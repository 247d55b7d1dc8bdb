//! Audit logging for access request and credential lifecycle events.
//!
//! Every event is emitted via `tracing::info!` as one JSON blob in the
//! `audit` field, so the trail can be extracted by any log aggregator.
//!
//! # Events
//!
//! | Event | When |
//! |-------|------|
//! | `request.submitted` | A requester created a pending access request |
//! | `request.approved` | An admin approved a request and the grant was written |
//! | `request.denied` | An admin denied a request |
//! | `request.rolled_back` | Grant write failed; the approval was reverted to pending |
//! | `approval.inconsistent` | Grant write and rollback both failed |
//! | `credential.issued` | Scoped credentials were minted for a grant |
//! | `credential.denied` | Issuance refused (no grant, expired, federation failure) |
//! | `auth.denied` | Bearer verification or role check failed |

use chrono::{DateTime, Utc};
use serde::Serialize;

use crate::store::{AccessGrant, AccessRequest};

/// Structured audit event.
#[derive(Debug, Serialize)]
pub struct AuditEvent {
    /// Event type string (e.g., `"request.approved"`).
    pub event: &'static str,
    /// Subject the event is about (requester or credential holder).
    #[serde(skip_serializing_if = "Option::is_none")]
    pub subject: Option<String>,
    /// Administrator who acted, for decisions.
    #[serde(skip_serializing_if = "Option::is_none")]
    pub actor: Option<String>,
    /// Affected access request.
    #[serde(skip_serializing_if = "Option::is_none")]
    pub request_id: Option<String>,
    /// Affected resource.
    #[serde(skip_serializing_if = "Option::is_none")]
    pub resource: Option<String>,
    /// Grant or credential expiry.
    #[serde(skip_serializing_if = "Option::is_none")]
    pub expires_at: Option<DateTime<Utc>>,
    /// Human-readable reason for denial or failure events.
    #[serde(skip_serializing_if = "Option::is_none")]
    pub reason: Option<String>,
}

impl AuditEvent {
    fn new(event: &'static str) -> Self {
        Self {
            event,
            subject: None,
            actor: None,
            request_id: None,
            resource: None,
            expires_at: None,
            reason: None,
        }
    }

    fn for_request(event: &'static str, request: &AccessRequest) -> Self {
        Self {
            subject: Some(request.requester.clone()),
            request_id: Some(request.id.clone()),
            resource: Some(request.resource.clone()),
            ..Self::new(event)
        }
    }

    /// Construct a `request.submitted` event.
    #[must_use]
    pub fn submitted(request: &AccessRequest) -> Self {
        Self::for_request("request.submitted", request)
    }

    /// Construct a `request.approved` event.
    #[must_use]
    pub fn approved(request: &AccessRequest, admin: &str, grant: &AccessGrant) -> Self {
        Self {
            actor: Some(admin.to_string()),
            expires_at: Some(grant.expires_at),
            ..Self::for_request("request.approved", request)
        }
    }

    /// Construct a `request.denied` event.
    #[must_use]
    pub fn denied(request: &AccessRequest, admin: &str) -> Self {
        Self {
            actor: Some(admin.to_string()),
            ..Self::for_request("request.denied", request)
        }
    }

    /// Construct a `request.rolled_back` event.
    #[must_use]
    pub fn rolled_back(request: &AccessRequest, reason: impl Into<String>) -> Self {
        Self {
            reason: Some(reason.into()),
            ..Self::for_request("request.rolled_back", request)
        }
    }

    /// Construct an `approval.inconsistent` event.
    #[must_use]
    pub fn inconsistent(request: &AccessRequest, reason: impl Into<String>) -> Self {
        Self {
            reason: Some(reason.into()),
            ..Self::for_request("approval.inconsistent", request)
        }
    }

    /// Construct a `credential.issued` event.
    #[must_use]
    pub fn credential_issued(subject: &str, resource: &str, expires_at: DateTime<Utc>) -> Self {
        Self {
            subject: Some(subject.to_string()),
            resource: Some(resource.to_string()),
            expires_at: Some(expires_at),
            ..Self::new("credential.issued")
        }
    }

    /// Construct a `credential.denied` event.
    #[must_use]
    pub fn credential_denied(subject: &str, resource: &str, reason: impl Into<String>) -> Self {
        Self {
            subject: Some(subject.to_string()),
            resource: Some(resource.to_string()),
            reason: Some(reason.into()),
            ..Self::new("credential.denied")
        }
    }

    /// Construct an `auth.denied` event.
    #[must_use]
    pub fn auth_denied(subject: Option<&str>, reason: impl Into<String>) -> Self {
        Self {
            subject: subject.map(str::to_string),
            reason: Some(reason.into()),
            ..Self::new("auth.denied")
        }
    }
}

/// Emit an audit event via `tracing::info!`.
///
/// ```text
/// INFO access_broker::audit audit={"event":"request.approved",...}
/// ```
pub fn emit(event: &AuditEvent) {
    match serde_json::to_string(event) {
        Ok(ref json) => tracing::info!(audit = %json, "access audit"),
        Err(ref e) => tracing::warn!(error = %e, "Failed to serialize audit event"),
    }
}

- - - - - - -

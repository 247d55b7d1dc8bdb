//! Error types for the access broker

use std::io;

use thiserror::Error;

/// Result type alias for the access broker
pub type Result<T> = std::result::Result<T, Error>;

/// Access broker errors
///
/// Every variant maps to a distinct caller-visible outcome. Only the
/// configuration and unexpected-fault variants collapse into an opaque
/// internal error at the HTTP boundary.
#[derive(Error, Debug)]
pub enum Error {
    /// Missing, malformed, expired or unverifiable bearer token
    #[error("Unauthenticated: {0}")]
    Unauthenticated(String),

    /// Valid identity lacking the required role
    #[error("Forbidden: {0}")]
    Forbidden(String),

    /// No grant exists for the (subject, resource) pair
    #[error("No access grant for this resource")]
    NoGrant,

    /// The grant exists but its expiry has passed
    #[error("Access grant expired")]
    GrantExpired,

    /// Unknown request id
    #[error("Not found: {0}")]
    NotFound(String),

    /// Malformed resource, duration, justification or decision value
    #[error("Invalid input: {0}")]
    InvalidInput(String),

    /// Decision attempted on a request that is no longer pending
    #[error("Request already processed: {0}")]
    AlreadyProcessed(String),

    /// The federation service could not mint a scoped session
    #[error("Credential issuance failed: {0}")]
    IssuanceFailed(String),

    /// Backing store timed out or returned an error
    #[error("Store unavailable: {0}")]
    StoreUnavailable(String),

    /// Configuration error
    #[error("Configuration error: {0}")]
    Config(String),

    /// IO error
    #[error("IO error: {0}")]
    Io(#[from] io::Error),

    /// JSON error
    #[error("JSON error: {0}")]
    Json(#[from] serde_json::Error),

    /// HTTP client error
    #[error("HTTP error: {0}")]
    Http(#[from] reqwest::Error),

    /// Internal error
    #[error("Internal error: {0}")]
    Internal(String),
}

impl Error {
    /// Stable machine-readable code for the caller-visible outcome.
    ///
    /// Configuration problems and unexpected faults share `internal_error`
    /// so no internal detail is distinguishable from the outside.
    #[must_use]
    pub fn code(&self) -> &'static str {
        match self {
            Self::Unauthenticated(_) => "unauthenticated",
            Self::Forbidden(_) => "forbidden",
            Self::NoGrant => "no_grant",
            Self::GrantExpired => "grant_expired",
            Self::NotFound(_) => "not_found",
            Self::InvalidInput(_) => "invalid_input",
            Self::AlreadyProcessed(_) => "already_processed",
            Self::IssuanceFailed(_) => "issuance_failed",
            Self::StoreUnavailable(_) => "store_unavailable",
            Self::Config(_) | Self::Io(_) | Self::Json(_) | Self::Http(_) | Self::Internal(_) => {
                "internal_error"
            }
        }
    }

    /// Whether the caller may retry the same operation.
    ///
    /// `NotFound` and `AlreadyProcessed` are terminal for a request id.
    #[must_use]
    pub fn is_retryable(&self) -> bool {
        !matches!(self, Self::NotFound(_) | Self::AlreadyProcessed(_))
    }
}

- - - - - - -

» **Your task**
Tally the lines in the records above that contain the word "from", and give only that number.

» **Answer to this exercise**
4